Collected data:
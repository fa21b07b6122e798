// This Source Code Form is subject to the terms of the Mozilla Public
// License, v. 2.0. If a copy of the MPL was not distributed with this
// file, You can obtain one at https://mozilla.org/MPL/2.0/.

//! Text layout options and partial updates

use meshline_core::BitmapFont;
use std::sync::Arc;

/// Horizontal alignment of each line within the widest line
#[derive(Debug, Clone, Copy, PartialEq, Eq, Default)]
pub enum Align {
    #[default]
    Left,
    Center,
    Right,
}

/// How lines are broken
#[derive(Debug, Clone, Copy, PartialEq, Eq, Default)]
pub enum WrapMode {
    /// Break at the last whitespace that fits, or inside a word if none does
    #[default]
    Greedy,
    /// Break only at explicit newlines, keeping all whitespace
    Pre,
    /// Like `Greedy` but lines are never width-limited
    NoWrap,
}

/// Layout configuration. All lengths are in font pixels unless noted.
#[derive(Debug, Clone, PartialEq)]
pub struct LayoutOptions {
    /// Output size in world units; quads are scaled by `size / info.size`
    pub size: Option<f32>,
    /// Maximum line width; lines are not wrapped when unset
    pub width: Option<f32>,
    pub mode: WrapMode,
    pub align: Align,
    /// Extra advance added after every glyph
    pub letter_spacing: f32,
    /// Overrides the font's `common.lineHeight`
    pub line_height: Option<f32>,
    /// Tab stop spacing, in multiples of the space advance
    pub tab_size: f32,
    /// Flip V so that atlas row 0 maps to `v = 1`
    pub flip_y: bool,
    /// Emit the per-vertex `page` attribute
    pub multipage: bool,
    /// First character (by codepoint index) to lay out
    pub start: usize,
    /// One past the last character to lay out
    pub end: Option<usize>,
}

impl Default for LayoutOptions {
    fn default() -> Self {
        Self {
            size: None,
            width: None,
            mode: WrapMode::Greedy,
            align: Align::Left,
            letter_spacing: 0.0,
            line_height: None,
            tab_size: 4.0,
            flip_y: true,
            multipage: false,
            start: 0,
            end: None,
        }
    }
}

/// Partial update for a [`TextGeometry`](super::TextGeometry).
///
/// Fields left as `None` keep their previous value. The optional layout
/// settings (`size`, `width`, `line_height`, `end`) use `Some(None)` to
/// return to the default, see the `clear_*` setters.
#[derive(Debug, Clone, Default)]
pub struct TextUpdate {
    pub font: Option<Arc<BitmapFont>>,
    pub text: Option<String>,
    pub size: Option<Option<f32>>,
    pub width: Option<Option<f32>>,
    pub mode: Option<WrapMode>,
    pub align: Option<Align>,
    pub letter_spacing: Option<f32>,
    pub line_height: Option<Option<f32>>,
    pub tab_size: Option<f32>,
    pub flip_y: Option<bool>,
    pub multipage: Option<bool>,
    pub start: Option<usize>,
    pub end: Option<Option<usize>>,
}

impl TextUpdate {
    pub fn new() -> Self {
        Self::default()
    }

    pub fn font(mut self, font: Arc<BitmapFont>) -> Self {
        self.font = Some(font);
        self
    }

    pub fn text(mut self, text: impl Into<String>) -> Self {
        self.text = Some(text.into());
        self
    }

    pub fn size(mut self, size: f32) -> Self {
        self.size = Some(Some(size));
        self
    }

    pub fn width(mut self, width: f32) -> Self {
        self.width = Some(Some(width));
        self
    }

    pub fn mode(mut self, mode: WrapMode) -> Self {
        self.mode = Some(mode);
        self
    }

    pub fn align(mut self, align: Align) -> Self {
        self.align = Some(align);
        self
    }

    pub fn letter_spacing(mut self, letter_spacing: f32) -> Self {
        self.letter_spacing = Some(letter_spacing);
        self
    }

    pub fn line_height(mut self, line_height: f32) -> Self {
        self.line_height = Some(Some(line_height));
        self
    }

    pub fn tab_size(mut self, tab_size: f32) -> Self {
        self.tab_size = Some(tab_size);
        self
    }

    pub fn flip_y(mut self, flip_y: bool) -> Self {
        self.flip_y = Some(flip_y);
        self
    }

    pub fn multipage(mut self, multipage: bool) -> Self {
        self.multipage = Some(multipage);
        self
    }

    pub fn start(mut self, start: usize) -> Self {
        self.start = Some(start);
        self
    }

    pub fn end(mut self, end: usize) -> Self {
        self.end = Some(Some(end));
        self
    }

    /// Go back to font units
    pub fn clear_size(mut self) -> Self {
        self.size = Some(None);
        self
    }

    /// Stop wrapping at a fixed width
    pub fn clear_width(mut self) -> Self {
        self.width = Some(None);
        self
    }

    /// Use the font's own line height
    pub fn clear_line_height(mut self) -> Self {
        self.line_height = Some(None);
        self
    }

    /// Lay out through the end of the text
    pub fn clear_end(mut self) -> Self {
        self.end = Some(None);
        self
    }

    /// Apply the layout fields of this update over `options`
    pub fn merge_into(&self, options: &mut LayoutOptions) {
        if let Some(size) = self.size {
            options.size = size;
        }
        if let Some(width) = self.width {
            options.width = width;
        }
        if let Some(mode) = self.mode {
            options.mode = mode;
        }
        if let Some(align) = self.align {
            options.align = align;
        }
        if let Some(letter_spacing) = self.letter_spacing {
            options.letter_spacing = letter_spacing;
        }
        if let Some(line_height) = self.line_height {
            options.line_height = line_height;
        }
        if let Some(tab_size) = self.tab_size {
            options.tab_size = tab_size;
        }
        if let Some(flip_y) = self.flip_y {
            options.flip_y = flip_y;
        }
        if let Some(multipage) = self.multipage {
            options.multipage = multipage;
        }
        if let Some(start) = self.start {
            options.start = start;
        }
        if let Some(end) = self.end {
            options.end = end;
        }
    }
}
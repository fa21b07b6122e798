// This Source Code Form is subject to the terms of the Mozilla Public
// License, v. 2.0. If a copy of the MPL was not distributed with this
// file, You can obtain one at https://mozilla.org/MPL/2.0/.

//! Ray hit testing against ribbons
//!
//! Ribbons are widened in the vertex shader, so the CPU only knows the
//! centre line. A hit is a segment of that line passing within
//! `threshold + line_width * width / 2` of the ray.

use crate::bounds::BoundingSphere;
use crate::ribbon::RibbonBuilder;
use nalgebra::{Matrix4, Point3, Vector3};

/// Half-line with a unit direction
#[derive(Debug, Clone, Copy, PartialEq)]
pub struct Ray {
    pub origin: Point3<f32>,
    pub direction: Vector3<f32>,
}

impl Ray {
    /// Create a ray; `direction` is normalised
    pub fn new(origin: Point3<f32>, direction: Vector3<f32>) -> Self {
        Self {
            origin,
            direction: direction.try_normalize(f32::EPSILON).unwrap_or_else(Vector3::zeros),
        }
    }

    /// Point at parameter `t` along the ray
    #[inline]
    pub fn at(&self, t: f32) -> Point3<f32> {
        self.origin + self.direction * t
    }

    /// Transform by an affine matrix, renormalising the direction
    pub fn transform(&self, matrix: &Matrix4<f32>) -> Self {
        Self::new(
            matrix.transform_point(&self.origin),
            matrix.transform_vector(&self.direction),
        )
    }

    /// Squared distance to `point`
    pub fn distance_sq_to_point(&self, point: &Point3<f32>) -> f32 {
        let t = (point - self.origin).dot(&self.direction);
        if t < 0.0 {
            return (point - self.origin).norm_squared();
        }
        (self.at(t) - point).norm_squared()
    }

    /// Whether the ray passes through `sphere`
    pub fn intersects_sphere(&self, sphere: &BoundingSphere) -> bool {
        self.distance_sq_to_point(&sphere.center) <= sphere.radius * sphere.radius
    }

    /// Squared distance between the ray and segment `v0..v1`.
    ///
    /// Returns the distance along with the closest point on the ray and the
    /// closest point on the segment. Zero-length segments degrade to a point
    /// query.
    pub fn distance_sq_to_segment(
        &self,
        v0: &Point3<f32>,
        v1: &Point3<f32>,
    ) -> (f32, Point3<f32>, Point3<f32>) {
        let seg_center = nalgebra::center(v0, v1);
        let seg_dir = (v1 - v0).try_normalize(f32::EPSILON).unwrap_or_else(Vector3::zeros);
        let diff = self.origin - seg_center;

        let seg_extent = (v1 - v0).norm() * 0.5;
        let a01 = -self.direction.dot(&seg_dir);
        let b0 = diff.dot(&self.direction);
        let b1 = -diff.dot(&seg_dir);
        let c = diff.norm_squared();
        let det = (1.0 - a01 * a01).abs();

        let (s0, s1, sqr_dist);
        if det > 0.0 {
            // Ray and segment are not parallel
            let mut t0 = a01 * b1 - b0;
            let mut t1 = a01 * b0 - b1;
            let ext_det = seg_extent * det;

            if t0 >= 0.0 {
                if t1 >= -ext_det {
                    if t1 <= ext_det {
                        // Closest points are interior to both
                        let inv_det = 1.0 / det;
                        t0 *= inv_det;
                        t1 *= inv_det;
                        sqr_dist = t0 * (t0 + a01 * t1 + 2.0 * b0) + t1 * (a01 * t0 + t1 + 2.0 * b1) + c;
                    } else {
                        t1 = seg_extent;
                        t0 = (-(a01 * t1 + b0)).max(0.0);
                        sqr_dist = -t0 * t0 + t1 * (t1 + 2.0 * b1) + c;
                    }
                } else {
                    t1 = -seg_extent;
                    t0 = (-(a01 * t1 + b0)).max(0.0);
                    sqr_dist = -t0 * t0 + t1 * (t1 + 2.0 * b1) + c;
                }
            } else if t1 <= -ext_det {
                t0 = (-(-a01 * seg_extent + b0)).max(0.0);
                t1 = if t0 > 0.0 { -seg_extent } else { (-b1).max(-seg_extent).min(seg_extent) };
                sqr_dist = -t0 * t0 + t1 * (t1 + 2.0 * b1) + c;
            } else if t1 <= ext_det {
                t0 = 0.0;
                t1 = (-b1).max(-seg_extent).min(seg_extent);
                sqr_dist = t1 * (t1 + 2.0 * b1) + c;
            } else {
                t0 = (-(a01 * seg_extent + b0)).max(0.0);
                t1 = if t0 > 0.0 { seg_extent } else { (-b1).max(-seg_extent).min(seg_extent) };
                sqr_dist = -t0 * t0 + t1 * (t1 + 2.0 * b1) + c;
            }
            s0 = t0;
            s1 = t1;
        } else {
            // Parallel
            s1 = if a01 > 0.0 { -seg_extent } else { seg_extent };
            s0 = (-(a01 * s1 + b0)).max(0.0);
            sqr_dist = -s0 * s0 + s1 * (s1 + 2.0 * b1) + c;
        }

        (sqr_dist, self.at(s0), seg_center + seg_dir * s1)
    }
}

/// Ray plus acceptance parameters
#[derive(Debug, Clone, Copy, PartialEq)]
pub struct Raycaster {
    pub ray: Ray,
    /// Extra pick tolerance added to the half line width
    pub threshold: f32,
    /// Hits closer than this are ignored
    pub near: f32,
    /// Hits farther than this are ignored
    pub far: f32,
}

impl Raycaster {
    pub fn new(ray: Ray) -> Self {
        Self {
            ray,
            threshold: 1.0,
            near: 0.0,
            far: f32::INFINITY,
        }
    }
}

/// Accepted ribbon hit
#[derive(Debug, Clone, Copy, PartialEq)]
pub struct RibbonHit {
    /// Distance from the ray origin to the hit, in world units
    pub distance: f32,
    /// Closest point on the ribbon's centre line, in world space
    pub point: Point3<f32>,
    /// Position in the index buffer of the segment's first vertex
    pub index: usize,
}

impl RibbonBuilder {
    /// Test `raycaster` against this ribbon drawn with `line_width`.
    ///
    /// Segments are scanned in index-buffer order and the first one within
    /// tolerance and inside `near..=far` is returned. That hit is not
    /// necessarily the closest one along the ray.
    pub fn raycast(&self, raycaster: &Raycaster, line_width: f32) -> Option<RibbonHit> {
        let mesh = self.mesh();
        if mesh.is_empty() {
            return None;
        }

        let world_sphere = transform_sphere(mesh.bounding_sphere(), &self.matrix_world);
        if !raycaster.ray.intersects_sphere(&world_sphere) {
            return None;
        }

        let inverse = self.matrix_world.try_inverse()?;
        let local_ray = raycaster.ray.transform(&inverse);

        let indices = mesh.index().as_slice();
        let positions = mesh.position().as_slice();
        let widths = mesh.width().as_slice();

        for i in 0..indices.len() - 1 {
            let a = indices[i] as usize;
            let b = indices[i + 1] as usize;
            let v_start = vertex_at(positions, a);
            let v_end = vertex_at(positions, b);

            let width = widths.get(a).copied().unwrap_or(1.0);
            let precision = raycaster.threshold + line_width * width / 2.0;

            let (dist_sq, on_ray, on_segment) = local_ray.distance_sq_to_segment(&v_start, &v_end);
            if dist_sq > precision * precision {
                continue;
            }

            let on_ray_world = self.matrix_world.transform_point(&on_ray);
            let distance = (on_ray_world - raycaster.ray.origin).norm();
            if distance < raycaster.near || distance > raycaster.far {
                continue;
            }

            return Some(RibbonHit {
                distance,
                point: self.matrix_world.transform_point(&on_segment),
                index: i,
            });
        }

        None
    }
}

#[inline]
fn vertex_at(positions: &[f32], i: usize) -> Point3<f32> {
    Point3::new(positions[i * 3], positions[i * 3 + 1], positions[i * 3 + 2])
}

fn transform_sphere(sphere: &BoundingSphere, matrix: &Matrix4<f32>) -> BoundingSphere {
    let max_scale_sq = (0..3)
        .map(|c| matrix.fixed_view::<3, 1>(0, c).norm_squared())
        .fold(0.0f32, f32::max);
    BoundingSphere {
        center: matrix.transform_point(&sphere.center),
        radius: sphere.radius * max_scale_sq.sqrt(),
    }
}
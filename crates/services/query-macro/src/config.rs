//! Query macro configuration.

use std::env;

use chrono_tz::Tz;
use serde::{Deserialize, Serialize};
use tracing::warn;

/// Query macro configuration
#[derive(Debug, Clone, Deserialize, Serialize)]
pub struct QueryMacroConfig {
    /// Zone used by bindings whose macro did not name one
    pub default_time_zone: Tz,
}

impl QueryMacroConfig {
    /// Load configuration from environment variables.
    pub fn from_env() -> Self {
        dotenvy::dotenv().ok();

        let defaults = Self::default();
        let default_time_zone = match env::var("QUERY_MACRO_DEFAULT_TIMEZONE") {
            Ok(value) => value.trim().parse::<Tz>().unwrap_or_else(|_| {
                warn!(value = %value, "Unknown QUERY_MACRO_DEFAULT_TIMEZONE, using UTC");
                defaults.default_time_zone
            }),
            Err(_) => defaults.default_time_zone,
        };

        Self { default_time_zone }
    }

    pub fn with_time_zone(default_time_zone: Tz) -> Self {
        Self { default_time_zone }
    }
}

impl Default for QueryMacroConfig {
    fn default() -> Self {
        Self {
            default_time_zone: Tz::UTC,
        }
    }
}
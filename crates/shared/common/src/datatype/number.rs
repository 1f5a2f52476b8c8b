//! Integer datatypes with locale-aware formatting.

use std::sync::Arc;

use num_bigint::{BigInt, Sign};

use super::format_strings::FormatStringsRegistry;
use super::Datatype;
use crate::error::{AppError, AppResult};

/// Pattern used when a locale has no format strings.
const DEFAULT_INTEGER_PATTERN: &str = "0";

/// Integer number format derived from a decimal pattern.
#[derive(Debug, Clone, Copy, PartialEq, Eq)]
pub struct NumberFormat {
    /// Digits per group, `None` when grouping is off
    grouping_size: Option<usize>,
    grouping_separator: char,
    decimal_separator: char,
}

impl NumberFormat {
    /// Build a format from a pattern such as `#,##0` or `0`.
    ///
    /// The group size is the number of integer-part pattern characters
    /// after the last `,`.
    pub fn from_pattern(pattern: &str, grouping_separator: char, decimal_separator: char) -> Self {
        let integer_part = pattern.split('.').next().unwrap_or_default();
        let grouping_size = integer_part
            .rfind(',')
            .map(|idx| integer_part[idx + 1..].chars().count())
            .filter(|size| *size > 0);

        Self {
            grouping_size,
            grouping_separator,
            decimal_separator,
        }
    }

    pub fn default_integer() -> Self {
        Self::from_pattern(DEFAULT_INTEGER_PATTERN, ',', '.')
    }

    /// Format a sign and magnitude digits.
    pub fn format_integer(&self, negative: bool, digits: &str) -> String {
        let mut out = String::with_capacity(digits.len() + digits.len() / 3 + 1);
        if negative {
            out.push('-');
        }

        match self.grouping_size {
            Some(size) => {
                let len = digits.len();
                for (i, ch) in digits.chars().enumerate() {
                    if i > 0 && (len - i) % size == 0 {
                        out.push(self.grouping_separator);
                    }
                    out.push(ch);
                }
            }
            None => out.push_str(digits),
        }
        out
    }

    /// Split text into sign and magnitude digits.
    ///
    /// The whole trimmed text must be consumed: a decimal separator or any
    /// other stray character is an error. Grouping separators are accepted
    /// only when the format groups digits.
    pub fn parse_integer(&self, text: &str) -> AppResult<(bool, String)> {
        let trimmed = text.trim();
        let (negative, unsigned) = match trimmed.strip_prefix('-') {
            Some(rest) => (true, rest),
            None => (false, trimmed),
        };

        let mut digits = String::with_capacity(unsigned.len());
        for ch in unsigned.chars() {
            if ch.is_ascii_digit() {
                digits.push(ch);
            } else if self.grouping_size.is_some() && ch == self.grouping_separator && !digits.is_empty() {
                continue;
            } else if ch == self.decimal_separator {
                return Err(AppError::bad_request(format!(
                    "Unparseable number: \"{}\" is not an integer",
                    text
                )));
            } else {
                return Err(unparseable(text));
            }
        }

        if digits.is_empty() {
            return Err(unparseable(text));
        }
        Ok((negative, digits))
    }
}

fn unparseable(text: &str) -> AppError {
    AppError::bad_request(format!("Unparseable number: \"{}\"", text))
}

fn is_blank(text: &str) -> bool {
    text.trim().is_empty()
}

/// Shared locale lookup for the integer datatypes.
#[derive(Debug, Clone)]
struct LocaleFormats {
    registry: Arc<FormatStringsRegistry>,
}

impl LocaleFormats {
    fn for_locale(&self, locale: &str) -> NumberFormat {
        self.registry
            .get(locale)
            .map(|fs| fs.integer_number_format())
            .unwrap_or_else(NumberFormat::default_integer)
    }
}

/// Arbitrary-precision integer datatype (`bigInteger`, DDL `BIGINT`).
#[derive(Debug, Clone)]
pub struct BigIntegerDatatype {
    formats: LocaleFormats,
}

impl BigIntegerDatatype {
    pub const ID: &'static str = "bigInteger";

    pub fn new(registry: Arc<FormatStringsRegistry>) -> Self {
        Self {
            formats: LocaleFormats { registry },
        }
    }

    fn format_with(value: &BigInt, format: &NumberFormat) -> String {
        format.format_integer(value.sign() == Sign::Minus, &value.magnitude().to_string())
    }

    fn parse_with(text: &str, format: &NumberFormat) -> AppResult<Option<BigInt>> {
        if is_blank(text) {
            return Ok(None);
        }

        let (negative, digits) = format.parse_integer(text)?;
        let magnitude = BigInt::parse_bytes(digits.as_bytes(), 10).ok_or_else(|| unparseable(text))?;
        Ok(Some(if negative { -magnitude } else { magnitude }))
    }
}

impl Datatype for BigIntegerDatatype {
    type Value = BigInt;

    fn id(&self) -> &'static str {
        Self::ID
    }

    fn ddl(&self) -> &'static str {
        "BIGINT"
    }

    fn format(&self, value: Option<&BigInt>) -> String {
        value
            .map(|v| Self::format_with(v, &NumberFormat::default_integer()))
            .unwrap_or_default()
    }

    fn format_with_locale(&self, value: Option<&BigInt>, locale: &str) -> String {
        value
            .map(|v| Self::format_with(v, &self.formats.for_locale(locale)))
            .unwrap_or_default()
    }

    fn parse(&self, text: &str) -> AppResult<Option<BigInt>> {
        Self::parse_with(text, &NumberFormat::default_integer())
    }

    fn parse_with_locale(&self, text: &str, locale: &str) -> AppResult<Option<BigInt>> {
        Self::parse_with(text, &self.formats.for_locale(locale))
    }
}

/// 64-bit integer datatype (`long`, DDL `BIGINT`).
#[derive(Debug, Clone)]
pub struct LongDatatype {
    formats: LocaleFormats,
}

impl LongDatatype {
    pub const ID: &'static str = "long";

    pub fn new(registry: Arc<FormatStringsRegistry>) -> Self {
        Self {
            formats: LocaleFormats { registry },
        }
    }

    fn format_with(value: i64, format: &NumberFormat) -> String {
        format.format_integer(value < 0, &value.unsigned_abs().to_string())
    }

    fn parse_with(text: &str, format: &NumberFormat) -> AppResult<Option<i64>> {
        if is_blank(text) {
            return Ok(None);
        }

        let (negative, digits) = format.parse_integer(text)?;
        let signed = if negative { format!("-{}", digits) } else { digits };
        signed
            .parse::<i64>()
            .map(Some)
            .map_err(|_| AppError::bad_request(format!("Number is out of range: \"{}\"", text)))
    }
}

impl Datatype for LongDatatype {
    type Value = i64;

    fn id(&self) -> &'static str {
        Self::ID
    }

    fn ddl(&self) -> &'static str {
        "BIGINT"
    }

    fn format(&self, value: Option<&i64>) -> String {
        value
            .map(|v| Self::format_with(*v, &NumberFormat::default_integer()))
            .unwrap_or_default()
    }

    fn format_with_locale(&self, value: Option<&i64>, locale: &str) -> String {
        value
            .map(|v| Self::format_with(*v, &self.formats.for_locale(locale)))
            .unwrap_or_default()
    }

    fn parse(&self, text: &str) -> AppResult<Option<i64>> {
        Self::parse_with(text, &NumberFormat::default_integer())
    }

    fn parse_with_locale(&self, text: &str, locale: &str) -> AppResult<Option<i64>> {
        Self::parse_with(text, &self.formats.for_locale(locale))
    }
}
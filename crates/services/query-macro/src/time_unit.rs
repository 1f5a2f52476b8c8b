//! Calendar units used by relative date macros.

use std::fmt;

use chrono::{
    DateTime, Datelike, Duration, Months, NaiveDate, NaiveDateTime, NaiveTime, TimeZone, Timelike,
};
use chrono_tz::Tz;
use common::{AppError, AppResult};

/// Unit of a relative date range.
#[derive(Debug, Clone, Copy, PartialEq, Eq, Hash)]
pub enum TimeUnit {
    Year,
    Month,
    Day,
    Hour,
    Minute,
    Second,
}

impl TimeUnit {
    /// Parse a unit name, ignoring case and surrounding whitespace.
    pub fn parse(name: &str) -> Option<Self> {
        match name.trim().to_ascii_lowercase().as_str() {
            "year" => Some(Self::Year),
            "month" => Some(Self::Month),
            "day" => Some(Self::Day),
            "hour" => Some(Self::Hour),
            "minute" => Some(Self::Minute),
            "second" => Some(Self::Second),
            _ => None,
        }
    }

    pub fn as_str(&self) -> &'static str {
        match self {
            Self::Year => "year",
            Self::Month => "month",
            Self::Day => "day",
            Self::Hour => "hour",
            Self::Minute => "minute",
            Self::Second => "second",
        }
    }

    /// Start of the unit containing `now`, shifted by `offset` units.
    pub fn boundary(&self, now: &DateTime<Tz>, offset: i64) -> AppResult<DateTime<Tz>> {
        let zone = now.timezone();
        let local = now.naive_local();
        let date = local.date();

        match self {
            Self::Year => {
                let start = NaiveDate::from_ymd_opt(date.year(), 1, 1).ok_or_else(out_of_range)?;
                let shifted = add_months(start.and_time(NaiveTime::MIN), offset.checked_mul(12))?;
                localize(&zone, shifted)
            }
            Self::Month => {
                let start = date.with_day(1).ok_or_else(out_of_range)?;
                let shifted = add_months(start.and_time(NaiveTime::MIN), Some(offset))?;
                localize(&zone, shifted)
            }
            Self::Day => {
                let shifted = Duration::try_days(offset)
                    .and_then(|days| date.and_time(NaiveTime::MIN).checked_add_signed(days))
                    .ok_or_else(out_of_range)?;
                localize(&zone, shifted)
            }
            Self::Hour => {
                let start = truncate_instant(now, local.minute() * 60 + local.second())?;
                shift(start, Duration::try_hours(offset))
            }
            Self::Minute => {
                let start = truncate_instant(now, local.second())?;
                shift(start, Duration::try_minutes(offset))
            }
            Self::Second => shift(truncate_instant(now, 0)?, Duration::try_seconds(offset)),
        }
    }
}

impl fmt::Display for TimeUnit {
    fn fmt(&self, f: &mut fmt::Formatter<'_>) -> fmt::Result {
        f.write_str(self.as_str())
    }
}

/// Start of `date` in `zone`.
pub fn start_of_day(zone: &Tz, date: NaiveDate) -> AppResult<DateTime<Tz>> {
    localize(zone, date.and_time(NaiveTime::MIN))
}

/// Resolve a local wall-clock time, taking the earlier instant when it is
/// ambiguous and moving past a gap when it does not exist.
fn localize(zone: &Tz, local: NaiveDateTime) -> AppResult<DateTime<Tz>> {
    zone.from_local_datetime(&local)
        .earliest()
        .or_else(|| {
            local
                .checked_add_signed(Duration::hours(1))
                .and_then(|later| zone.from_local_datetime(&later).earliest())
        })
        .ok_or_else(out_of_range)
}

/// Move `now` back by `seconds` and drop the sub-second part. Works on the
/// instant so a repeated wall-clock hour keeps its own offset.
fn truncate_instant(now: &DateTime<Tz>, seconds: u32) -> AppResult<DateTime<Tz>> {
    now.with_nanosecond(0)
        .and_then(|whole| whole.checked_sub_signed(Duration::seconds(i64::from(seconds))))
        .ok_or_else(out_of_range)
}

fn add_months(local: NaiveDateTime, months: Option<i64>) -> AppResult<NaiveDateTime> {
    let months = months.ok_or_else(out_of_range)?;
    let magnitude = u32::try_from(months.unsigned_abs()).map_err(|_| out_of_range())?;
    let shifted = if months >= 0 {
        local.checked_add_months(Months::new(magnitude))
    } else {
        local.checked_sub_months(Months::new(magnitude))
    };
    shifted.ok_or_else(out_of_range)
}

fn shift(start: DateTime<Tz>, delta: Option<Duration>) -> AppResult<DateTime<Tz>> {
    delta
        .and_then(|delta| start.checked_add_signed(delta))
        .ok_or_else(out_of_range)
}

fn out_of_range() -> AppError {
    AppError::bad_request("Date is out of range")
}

(The task):
The response must consist solely of the lines from the top of the records through the line holding "the widest line", copied word for word.

(Answer area):
repository fa21b07b6122e798
// This Source Code Form is subject to the terms of the Mozilla Public
// License, v. 2.0. If a copy of the MPL was not distributed with this
// file, You can obtain one at https://mozilla.org/MPL/2.0/.

//! Text layout options and partial updates

use meshline_core::BitmapFont;
use std::sync::Arc;

/// Horizontal alignment of each line within the widest line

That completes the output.